Copy exactly, please, each line of the data below until the line that contains "pub fn batch_budget(&self, max_batches_per_device: usize)" has been copied, beginning at the top.

SOURCE MATERIAL →
————————
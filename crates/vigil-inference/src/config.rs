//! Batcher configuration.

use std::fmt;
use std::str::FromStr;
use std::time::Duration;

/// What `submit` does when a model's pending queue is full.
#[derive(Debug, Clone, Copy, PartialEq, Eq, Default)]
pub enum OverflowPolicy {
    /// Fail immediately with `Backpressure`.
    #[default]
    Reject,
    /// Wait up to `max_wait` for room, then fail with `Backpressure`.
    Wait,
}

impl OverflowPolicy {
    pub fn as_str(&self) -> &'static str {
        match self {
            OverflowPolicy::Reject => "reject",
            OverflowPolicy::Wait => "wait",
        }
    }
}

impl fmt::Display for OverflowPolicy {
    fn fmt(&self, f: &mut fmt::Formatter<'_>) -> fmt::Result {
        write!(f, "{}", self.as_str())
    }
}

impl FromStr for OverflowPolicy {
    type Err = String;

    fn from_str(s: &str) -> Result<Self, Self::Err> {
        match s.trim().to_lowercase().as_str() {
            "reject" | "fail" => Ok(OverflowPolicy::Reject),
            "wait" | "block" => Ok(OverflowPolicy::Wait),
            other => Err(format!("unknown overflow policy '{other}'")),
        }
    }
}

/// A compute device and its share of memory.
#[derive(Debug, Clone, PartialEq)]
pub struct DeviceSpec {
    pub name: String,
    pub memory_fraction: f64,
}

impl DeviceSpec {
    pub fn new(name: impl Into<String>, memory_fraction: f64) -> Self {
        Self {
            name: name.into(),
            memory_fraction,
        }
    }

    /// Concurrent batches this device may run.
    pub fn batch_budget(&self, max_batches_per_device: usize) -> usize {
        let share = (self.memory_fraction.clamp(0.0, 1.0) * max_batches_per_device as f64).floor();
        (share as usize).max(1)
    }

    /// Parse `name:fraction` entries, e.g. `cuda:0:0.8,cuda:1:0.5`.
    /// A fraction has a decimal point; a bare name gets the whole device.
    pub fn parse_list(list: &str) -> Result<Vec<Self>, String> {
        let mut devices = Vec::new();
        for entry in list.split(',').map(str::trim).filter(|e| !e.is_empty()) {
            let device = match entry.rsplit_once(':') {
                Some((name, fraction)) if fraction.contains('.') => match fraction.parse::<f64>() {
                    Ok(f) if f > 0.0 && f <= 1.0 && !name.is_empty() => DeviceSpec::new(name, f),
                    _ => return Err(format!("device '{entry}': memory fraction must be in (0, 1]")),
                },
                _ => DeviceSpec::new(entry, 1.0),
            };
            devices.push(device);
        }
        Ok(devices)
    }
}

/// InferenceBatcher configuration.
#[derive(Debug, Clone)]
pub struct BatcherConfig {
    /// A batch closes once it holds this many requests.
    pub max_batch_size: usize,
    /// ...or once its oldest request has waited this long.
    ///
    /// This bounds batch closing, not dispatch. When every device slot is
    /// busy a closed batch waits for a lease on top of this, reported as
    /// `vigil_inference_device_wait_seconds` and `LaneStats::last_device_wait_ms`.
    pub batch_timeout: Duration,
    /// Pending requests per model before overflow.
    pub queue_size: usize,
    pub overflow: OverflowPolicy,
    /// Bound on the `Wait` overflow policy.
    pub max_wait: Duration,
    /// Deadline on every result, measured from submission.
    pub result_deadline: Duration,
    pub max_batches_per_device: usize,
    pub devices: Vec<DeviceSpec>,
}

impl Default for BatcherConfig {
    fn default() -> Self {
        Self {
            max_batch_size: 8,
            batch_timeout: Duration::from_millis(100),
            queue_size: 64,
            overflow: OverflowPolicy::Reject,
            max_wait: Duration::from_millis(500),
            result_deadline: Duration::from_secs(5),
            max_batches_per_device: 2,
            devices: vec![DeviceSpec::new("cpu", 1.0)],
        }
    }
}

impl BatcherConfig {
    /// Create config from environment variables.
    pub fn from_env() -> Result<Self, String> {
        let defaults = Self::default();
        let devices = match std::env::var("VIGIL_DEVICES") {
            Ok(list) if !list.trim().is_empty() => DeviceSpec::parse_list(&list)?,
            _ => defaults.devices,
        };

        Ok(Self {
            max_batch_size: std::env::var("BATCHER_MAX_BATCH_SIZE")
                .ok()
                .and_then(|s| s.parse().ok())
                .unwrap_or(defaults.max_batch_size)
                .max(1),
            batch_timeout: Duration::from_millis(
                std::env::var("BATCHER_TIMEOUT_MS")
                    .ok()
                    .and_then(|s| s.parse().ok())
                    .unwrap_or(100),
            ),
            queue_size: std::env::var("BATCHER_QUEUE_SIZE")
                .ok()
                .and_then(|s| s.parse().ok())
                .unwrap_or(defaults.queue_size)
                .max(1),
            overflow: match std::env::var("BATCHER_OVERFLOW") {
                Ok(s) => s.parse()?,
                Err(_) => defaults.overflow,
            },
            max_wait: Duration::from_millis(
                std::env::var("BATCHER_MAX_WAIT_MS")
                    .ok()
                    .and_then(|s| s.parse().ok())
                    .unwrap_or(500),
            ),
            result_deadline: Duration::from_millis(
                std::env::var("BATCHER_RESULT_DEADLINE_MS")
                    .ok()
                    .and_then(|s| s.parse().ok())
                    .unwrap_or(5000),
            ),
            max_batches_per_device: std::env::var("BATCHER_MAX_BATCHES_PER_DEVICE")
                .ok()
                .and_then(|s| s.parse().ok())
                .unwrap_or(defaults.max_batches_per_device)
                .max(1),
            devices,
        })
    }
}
————————
ANSWER SPACE →
filename crates/vigil-inference/src/config.rs
//! Batcher configuration.

use std::fmt;
use std::str::FromStr;
use std::time::Duration;

/// What `submit` does when a model's pending queue is full.
#[derive(Debug, Clone, Copy, PartialEq, Eq, Default)]
pub enum OverflowPolicy {
    /// Fail immediately with `Backpressure`.
    #[default]
    Reject,
    /// Wait up to `max_wait` for room, then fail with `Backpressure`.
    Wait,
}

impl OverflowPolicy {
    pub fn as_str(&self) -> &'static str {
        match self {
            OverflowPolicy::Reject => "reject",
            OverflowPolicy::Wait => "wait",
        }
    }
}

impl fmt::Display for OverflowPolicy {
    fn fmt(&self, f: &mut fmt::Formatter<'_>) -> fmt::Result {
        write!(f, "{}", self.as_str())
    }
}

impl FromStr for OverflowPolicy {
    type Err = String;

    fn from_str(s: &str) -> Result<Self, Self::Err> {
        match s.trim().to_lowercase().as_str() {
            "reject" | "fail" => Ok(OverflowPolicy::Reject),
            "wait" | "block" => Ok(OverflowPolicy::Wait),
            other => Err(format!("unknown overflow policy '{other}'")),
        }
    }
}

/// A compute device and its share of memory.
#[derive(Debug, Clone, PartialEq)]
pub struct DeviceSpec {
    pub name: String,
    pub memory_fraction: f64,
}

impl DeviceSpec {
    pub fn new(name: impl Into<String>, memory_fraction: f64) -> Self {
        Self {
            name: name.into(),
            memory_fraction,
        }
    }

    /// Concurrent batches this device may run.
    pub fn batch_budget(&self, max_batches_per_device: usize) -> usize {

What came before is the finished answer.